Input material START

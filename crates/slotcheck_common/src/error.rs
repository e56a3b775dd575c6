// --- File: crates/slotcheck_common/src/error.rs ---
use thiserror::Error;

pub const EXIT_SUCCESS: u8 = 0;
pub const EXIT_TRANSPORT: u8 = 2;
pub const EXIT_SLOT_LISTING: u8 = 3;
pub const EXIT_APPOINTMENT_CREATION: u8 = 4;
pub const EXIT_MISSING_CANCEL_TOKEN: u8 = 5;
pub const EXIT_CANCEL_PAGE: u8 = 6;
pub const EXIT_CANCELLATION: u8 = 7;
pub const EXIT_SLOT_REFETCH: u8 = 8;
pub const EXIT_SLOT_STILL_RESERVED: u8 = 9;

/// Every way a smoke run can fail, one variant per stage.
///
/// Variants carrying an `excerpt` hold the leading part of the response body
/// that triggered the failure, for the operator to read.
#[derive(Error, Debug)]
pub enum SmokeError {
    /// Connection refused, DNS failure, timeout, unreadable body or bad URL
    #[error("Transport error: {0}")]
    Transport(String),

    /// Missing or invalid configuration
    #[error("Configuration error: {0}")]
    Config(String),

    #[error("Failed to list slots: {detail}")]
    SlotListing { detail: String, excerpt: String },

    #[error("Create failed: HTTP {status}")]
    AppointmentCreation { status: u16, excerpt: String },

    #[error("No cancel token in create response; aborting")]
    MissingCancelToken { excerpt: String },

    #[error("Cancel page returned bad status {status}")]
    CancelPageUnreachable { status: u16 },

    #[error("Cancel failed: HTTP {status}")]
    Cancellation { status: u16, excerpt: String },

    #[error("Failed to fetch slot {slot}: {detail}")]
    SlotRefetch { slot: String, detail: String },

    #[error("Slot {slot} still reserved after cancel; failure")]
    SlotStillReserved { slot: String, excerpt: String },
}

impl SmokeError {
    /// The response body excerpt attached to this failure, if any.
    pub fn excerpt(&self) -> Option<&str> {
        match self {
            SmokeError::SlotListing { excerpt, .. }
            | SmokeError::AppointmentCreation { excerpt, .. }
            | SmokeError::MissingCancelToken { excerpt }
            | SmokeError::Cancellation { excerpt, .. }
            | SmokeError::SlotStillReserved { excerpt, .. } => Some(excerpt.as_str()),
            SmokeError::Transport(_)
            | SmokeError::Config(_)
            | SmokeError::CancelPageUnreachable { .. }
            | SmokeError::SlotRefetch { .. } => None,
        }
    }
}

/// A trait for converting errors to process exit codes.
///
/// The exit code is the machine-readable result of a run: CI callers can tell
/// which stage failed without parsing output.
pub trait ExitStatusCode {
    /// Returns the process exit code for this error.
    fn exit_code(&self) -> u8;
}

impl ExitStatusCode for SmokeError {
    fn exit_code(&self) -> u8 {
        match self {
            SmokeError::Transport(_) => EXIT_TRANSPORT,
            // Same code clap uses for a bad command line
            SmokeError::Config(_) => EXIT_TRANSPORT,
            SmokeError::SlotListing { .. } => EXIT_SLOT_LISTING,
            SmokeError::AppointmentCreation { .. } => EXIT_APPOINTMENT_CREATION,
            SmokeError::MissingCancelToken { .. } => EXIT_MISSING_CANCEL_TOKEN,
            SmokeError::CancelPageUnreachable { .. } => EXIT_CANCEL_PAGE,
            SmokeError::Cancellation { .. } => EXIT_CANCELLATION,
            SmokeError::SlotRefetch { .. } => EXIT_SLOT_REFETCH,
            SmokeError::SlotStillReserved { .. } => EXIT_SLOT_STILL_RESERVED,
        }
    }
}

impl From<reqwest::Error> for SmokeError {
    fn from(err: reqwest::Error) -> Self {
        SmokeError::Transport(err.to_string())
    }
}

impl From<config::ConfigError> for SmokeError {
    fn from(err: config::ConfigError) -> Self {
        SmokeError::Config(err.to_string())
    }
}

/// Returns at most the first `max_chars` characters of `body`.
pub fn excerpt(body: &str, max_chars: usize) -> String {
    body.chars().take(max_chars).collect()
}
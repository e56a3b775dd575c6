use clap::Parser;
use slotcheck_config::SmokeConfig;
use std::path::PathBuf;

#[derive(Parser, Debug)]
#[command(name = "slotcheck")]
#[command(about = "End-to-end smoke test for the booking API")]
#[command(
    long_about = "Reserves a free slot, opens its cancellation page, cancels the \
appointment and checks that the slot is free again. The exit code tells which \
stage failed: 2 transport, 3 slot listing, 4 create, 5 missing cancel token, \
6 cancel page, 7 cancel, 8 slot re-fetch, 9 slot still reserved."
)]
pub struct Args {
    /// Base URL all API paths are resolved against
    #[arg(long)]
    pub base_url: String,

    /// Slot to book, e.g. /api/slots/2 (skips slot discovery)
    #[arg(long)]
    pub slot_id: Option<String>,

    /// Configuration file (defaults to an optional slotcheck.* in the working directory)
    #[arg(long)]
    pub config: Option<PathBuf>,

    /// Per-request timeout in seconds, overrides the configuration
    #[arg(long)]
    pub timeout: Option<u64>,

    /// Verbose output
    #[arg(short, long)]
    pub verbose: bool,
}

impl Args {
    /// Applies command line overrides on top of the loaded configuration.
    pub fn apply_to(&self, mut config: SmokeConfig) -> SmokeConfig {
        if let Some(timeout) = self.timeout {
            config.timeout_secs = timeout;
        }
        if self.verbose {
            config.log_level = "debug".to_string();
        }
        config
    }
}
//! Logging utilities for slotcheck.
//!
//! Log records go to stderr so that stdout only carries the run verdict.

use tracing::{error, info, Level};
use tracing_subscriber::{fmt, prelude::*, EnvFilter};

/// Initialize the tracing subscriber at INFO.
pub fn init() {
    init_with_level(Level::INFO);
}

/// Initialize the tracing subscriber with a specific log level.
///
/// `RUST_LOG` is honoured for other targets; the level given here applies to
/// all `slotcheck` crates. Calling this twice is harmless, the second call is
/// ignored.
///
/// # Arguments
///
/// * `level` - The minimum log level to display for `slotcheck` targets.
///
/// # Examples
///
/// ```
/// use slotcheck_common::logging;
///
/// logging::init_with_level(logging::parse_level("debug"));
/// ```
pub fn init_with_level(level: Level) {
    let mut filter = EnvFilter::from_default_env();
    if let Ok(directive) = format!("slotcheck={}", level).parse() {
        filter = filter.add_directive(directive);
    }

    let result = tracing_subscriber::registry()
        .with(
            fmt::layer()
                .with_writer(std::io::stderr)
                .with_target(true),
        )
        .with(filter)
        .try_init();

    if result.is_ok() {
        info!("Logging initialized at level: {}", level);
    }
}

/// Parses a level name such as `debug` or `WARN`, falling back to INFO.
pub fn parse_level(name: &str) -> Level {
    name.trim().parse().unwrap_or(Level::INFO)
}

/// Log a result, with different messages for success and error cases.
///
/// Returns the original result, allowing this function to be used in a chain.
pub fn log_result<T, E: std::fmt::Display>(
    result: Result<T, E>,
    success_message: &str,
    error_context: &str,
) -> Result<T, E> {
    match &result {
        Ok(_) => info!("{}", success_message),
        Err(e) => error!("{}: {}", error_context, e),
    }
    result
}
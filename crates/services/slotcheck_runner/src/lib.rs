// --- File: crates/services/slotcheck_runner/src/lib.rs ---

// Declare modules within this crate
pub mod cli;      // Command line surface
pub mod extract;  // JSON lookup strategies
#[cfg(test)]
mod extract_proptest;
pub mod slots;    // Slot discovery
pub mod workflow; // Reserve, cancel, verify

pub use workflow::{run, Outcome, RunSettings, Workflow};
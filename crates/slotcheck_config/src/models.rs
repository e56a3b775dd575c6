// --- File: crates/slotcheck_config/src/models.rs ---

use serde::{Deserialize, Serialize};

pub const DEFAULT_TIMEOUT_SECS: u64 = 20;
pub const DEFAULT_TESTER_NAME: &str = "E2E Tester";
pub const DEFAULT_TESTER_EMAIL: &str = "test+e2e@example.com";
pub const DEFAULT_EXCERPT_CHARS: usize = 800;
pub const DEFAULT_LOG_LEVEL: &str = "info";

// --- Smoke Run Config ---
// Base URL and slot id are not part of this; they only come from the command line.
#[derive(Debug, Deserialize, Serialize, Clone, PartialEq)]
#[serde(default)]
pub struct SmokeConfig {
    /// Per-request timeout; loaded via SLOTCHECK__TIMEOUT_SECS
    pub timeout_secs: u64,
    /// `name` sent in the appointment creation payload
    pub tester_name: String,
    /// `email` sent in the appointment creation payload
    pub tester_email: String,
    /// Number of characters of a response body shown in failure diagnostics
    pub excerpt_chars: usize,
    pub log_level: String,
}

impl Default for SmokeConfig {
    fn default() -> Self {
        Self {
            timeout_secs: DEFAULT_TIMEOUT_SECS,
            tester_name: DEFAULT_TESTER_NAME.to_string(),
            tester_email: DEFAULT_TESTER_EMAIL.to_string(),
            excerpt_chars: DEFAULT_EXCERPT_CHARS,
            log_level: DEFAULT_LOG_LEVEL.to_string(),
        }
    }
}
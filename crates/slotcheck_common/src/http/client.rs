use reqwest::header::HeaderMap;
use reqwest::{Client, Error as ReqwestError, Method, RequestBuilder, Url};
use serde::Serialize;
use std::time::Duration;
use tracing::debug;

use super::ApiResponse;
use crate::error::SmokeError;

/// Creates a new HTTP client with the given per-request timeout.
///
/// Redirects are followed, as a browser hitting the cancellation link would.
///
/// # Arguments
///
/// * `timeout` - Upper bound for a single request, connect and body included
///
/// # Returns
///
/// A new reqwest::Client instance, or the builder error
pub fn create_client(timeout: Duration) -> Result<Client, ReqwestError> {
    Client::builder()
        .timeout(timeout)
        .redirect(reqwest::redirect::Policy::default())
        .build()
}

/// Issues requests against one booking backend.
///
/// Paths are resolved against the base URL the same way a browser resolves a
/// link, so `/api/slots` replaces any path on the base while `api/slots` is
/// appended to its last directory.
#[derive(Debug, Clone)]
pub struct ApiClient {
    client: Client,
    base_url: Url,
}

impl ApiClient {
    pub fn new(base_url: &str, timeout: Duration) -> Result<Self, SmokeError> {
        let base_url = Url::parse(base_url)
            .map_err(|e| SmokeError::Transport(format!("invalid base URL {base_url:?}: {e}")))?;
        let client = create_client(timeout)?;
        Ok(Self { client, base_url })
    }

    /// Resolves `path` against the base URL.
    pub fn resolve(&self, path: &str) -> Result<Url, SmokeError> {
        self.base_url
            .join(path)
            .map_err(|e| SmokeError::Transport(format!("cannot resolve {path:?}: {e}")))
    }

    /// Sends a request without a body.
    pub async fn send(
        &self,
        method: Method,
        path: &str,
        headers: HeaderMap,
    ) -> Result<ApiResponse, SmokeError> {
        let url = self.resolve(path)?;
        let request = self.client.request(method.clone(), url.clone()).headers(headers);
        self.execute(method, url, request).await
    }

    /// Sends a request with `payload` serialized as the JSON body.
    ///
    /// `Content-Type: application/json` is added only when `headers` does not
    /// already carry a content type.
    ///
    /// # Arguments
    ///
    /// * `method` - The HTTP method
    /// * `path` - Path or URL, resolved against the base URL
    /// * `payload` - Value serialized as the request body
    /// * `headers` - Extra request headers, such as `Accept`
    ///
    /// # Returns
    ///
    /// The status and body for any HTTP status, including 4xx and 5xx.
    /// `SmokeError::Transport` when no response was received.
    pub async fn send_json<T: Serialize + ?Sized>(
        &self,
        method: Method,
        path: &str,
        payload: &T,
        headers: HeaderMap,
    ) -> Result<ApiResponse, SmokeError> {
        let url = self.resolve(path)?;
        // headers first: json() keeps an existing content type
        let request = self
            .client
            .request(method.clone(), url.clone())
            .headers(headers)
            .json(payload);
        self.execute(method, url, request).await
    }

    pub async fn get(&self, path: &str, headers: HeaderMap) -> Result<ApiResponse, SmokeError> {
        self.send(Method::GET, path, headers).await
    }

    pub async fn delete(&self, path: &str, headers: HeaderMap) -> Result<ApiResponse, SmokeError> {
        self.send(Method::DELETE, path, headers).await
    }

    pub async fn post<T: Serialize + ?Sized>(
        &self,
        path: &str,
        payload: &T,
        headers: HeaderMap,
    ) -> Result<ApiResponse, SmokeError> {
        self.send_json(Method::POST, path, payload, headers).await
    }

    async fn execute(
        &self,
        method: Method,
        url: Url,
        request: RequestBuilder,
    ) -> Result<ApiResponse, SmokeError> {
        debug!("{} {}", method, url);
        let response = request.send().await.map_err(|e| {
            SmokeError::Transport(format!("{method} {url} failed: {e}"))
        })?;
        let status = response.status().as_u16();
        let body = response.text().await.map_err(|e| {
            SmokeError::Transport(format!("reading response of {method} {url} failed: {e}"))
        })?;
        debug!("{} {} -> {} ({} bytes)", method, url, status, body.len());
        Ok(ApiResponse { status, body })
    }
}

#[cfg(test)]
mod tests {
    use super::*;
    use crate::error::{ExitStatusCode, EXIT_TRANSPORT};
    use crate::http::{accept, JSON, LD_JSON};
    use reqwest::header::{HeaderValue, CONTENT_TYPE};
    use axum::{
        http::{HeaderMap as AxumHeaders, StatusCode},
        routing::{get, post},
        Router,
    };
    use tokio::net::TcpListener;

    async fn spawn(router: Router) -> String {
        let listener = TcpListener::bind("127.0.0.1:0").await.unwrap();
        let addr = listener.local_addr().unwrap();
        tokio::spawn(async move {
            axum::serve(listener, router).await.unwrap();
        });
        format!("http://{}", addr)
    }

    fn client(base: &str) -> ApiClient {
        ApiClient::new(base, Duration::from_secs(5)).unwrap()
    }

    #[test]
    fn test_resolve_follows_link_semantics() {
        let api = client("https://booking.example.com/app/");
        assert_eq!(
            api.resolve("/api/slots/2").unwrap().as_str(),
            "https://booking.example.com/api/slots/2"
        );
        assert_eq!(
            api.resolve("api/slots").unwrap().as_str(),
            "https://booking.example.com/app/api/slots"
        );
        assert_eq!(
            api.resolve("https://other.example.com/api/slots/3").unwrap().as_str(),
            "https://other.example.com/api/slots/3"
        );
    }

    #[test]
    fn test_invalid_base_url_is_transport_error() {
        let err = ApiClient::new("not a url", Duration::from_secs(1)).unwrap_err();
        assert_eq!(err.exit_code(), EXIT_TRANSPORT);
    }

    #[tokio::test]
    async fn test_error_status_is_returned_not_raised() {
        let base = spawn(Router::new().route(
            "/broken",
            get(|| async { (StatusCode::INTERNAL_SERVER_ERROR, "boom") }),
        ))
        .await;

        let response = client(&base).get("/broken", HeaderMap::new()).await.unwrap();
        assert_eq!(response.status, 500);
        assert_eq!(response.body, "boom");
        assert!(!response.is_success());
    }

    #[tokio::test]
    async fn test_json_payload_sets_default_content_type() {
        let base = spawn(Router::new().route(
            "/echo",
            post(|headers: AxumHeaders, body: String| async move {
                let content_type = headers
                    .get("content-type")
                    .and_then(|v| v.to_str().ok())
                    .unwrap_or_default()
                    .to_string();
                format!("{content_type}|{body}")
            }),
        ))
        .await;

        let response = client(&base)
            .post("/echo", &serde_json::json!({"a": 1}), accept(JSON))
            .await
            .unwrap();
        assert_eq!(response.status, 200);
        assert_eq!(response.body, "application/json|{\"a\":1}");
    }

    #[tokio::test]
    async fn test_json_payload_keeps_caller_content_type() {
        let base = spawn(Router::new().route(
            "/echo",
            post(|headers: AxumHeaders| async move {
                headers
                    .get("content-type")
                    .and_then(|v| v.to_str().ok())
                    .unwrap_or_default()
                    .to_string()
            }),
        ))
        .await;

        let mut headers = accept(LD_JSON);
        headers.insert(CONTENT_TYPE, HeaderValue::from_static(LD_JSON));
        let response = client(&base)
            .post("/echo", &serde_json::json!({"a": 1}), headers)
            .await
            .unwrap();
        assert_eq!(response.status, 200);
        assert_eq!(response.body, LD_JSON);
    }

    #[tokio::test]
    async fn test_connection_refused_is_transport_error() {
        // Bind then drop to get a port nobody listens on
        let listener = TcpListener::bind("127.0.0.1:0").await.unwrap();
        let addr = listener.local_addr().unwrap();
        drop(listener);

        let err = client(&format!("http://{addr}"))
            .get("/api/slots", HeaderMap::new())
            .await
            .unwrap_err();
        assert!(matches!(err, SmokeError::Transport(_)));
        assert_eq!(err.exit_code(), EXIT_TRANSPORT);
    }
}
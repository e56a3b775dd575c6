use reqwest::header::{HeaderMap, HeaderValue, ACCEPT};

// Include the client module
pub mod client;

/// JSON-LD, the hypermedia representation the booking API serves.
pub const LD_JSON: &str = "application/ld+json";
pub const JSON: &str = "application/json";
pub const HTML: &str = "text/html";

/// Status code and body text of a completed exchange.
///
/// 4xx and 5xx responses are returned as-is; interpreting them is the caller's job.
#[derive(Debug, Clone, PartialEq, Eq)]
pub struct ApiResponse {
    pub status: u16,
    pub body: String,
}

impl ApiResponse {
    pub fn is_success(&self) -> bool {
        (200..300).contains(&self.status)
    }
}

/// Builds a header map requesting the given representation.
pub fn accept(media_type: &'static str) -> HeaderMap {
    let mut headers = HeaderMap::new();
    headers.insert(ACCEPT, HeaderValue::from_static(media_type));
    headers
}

Input material END

Across the records above, show each line containing the word "SlotStillReserved".

    SlotStillReserved { slot: String, excerpt: String },
            | SmokeError::SlotStillReserved { excerpt, .. } => Some(excerpt.as_str()),
            SmokeError::SlotStillReserved { .. } => EXIT_SLOT_STILL_RESERVED,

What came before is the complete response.